By Paul P Subramaniam
Posted: 4th April 2013 09:57
The Malaysian financial sector is poise to experience major changes in the way financial institutions operate when the Islamic Financial Services Act 2013 (“IFSA”) and the Financial Services Act 2013 (“FSA”) come into force on their appointed date which is expected to be sometime soon.
This write-up will focus only on some of the salient changes brought about by the FSA, and its effects on the non-Islamic financial services sector of Malaysia.
The FSA is a consolidation of four Acts of Parliament, now repealed (the Banking and Financial Institutions Act 1989, Payment Systems Act 2003, Insurance Act 1996 and the Exchange Control Act 1953).
The new Acts, modelled after the Basel Core Principles for Effective Banking Supervision architecture a new set of dynamics for the financial services in Malaysia focussed at a greater level of transparency, accountability and governance in the management and operation of both conventional and Islamic banking in Malaysia. The FSA will also see a greater role by the Central Bank of Malaysian (Bank Negara Malaysia [“the Bank”]) in terms of regulating and supervising financial institutions, payment systems, and other relevant entities including the oversight of the money market and foreign exchange market to promote financial stability and compliance with the Shariah.
Financial Services Act 2013 (FSA)
The FSA regulates non-Islamic or conventional financial goods and service providers. Among others, directly affected by the provisions of this new Act are conventional banks, investment banks, insurance companies, payment systems operators and financial holding companies. The Act would undoubtedly impact businesses and the way they conduct themselves due to the following implications of the Acts:
  • Stricter requirements vis-à-vis consumer protection
  • Imposition of standards of business conduct on financial institutions etc.
  • Stricter rules on shareholding
  • New and wider powers of intervention for the Bank
  • Greater overall corporate governance requirements on individuals and institutions
Some of the salient provisions of FSA to effect the above changes, are:
  • Imposition of prudential requirements
  • Codification of directors’ duties
  • New criteria vis-à-vis shareholder suitability and entitlement to shareholding
  • Expanded reporting obligations for auditors
  • Consumer Protection & Proper Business Conduct
  • New and wider powers of intervention for the Central Bank
Prudential Requirements
Under the previous regime governed by the Banking and Financial Institutions Act 1989 (“BAFIA”), prudential requirements referred only to the maintenance of net assets depending on the nature and scale of the institution’s operations, the interests of the depositors or potential depositors, and the risks inherent in those operations, and in the operations of any other related corporation of the institution. This is now governed by Section 12 of the FSA (Requirements on minimum capital funds or surplus of assets over liabilities).
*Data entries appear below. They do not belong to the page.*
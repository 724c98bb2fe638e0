//! Placement transform for furniture geometry.

use super::BoundingBox;
use glam::{Mat3, Mat4, Vec3};

/// Maps model-local geometry onto a furniture placement.
///
/// The model is centered on x/z with its bottom on y=0, scaled per axis to the
/// target size, turned about Y by the plan angle and moved to the placement.
#[derive(Debug, Clone, Copy)]
pub struct PlacementTransform {
    matrix: Mat4,
    rotation: Mat3,
}

impl PlacementTransform {
    /// Build the transform that fits `bounds` into a `size` = (width, height, depth)
    /// box at `position`, turned by `angle` radians clockwise on the plan.
    pub fn fit(bounds: &BoundingBox, size: [f32; 3], angle: f32, position: Vec3) -> Self {
        let dims = bounds.dimensions();
        let center = Vec3::new(
            (bounds.min[0] + bounds.max[0]) * 0.5,
            bounds.min[1],
            (bounds.min[2] + bounds.max[2]) * 0.5,
        );
        let scale = Vec3::new(
            axis_scale(size[0], dims[0]),
            axis_scale(size[1], dims[1]),
            axis_scale(size[2], dims[2]),
        );

        // Plan y maps to world z, so a clockwise plan turn is a negative Y rotation.
        let rotation = Mat3::from_rotation_y(-angle);
        let matrix = Mat4::from_translation(position)
            * Mat4::from_mat3(rotation)
            * Mat4::from_scale(scale)
            * Mat4::from_translation(-center);

        Self { matrix, rotation }
    }

    pub fn transform_point(&self, point: Vec3) -> Vec3 {
        self.matrix.transform_point3(point)
    }

    /// Rotate a normal; translation and scale do not apply.
    pub fn transform_normal(&self, normal: Vec3) -> Vec3 {
        self.rotation * normal
    }
}

fn axis_scale(target: f32, extent: f32) -> f32 {
    if extent.abs() > 1e-6 {
        target / extent
    } else {
        1.0
    }
}

#[cfg(test)]
mod tests {
    use super::*;

    fn approx(a: Vec3, b: Vec3) -> bool {
        (a - b).length() < 1e-3
    }

    #[test]
    fn test_fit_centers_and_scales() {
        let bounds = BoundingBox::new([10.0, 5.0, 10.0], [12.0, 6.0, 14.0]);
        let t = PlacementTransform::fit(&bounds, [100.0, 50.0, 200.0], 0.0, Vec3::new(300.0, 0.0, 400.0));

        assert!(approx(t.transform_point(Vec3::new(10.0, 5.0, 10.0)), Vec3::new(250.0, 0.0, 300.0)));
        assert!(approx(t.transform_point(Vec3::new(12.0, 6.0, 14.0)), Vec3::new(350.0, 50.0, 500.0)));
    }

    #[test]
    fn test_rotation_is_clockwise_on_plan() {
        let bounds = BoundingBox::new([-0.5, 0.0, -0.5], [0.5, 1.0, 0.5]);
        let t = PlacementTransform::fit(&bounds, [1.0, 1.0, 1.0], std::f32::consts::FRAC_PI_2, Vec3::ZERO);

        // Plan +x turns toward plan +y (world +z).
        assert!(approx(t.transform_point(Vec3::new(0.5, 0.0, 0.0)), Vec3::new(0.0, 0.0, 0.5)));
        assert!(approx(t.transform_normal(Vec3::X), Vec3::Z));
    }

    #[test]
    fn test_flat_axis_keeps_unit_scale() {
        let bounds = BoundingBox::new([0.0, 0.0, 0.0], [2.0, 0.0, 2.0]);
        let t = PlacementTransform::fit(&bounds, [4.0, 10.0, 4.0], 0.0, Vec3::ZERO);
        assert!(approx(t.transform_point(Vec3::new(2.0, 0.0, 2.0)), Vec3::new(2.0, 0.0, 2.0)));
    }
}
The FSA regime on the other hand constitute a step-jump in regulation for the Malaysian financial system. In line with the Financial Sector Blueprint 2011 and new international standards as a result of global financial crisis, the Bank now has power to dictate what is appropriate for an institution in respect of its:
  • Capital adequacy
  • Liquidity
  • Corporate governance
  • Risk management
  • Related party transactions
  • Maintenance of reserve funds
  • Insurance funds
  • Prevention of an institution from being used, intentionally or unintentionally for criminal activities.
The Bank also has the power to dictate standards which relate specifically to capital market products or capital market services (jointly with the Securities Commission of Malaysia).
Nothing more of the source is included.